AIM OF THE EXERCISE »
In the entries that follow, the line with "filename typefuzz/tests/test_utils.rs" opens the range and the line with "pub fn f32(shape: &[usize])" closes it; repeat that range exactly, both lines included.
BEGIN ENTRIES SHOWN
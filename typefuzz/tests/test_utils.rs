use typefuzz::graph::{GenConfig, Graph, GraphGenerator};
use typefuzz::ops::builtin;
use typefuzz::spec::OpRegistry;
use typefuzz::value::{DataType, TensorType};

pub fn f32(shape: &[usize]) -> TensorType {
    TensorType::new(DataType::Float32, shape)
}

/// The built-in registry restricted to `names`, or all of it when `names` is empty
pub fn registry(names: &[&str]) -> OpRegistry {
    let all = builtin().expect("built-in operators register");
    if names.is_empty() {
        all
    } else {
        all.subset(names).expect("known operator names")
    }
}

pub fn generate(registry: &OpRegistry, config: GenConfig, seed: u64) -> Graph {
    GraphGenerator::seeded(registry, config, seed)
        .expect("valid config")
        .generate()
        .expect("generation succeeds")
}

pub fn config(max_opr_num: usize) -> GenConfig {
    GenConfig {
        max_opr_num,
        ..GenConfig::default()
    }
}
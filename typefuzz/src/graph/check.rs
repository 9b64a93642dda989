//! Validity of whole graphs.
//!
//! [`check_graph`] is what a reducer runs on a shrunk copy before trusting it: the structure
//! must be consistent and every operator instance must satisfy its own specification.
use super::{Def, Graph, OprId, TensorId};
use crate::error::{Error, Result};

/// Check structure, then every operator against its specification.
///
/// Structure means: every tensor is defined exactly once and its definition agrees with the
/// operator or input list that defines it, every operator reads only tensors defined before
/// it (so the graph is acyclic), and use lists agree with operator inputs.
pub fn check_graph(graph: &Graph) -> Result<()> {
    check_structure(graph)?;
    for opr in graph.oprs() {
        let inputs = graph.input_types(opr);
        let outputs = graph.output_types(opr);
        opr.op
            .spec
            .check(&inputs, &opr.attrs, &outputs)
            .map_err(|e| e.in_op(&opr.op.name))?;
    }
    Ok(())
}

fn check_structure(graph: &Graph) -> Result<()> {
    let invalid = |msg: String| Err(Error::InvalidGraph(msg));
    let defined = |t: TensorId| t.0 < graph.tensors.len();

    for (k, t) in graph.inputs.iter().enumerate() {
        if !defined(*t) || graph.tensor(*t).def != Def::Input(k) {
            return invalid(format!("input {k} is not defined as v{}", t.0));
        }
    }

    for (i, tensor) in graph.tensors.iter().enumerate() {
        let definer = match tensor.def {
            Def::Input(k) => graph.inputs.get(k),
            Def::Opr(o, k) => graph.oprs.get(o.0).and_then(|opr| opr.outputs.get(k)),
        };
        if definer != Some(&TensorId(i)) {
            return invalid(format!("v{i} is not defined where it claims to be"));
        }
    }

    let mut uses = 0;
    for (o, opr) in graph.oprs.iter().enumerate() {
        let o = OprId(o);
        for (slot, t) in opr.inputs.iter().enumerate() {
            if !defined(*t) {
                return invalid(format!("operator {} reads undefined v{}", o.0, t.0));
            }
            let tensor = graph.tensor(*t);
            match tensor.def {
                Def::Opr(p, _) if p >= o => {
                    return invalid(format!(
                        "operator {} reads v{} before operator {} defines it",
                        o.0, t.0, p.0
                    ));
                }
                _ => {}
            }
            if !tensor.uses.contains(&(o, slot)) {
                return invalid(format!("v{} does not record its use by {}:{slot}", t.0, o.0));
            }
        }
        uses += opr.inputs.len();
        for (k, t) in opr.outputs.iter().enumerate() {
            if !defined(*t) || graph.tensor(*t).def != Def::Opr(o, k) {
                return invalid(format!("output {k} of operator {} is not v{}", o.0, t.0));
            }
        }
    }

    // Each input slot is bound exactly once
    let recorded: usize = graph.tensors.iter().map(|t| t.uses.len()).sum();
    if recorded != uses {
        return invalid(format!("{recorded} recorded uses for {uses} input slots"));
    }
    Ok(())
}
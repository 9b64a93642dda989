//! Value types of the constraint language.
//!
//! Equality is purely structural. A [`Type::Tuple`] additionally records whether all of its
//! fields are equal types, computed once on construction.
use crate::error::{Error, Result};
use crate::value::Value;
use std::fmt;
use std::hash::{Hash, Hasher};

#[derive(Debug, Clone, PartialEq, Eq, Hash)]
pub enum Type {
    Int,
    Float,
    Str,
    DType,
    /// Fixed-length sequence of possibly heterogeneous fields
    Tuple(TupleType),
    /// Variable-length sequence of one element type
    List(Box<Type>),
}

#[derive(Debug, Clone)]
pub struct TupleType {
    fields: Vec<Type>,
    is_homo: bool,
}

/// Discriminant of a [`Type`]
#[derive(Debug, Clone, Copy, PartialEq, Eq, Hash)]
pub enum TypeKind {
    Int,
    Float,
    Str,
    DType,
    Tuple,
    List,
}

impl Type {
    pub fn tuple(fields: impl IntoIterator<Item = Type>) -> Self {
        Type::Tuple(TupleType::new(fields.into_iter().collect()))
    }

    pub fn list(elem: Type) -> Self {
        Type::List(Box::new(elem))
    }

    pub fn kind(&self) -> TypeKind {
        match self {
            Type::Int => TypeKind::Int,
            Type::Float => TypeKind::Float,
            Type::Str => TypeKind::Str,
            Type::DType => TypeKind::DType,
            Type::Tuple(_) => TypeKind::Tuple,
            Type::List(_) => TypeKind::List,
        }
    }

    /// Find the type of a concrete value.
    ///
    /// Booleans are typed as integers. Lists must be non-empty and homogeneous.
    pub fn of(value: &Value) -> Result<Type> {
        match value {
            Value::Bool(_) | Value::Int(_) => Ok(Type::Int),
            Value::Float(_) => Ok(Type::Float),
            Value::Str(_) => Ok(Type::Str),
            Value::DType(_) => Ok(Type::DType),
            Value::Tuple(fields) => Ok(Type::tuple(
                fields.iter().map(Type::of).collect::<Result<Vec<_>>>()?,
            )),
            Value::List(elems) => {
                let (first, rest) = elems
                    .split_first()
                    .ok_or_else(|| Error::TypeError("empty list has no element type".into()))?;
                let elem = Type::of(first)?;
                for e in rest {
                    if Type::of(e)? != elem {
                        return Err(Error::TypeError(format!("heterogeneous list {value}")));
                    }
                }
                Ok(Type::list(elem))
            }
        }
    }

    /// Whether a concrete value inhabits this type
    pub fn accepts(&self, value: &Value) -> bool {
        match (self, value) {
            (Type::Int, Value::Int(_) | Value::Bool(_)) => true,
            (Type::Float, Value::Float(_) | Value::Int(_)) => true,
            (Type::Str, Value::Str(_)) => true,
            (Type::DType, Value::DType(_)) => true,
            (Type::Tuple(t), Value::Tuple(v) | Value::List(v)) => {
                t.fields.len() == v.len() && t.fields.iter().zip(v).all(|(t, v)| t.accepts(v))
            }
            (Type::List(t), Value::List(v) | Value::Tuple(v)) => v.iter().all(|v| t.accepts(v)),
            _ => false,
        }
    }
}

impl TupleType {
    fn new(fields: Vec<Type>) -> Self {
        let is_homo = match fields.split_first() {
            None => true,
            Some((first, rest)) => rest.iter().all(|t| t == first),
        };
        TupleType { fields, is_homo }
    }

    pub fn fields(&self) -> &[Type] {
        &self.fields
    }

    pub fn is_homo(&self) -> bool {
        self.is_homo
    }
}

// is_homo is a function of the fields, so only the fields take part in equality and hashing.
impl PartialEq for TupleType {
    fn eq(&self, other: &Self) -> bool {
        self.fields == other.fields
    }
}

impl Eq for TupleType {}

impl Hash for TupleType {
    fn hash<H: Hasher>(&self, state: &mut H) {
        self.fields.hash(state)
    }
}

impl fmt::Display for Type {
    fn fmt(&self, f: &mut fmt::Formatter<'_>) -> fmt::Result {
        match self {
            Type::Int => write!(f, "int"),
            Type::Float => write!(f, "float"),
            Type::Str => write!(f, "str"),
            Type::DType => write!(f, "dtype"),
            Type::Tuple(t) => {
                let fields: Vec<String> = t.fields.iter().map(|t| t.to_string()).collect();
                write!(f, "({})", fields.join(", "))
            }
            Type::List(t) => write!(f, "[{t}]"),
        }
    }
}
END ENTRIES SHOWN
BEGIN ENTRIES SHOWN
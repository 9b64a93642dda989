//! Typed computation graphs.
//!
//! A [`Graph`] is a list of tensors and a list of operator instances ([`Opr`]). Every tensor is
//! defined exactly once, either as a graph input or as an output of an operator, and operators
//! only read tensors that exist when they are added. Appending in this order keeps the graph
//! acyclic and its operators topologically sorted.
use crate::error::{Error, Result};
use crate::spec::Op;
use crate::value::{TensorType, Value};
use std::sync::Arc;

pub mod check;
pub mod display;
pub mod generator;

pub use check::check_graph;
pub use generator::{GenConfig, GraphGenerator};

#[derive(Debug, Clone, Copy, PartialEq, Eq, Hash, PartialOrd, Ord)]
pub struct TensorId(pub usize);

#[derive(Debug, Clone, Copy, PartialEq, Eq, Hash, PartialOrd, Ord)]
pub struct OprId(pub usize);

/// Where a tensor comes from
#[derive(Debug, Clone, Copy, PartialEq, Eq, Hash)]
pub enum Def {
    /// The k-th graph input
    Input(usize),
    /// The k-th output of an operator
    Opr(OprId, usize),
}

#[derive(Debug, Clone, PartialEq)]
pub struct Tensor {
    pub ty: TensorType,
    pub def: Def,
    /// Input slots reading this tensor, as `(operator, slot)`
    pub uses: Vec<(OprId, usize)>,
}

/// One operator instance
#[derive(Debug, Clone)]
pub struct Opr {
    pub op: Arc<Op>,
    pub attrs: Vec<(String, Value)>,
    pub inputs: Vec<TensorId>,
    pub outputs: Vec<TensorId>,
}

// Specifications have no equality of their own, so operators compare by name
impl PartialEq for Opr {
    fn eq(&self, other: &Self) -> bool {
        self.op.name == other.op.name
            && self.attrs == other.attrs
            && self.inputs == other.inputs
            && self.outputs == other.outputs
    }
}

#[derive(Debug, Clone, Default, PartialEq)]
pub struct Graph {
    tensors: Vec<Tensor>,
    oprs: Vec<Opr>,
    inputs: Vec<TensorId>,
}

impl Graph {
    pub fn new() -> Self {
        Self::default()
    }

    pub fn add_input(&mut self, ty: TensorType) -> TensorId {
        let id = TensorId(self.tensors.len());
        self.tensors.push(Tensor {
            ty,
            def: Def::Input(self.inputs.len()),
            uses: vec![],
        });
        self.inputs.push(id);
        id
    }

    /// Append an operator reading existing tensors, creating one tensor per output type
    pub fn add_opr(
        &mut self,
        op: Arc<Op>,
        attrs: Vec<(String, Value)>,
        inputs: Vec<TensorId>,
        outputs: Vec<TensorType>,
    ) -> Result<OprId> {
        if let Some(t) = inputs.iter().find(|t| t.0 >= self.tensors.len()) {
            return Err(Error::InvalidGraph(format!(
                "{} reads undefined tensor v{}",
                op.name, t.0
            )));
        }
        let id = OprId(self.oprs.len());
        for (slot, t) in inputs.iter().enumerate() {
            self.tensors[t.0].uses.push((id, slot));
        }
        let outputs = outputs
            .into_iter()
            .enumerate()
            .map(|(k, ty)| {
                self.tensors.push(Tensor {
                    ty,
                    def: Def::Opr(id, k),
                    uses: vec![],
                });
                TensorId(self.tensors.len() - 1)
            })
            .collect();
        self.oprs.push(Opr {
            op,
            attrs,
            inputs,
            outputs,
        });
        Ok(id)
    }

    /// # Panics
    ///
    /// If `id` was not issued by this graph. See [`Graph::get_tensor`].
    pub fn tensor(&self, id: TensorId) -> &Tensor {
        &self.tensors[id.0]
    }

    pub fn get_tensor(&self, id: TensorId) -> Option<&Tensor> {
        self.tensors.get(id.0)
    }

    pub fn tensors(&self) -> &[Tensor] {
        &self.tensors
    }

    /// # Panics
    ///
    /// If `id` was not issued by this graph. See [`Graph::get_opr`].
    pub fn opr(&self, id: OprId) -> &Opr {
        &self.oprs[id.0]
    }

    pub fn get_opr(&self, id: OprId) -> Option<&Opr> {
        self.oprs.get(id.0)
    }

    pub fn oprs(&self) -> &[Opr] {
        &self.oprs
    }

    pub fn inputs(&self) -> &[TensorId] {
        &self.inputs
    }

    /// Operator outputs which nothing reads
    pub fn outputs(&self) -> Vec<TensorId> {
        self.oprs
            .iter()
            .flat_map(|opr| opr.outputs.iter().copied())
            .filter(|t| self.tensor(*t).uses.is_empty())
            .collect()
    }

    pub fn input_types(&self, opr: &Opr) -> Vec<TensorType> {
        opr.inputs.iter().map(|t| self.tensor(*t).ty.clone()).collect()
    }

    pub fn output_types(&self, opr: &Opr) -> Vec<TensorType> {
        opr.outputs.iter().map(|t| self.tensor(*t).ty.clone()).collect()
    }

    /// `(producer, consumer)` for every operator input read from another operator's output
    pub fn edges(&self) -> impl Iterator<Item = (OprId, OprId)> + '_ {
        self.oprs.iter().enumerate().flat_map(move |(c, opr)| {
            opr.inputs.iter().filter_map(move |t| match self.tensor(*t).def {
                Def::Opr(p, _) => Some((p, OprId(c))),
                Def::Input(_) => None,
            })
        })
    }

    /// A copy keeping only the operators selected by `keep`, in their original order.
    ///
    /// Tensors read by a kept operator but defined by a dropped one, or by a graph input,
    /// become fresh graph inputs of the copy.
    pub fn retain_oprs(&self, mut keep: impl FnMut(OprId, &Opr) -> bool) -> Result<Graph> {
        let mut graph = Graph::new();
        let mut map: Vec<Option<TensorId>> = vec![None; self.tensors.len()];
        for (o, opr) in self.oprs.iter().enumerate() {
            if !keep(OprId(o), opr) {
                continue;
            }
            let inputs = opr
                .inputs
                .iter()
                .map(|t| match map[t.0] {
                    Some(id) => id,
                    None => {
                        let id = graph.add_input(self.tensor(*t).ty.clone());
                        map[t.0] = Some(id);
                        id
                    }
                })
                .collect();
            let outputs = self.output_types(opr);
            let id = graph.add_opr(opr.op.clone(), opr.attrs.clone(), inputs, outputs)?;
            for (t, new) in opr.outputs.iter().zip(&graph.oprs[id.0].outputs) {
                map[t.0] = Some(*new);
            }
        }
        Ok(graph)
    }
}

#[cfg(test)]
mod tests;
END ENTRIES SHOWN
TASK RESPONSE »
filename typefuzz/tests/test_utils.rs
use typefuzz::graph::{GenConfig, Graph, GraphGenerator};
use typefuzz::ops::builtin;
use typefuzz::spec::OpRegistry;
use typefuzz::value::{DataType, TensorType};

pub fn f32(shape: &[usize]) -> TensorType {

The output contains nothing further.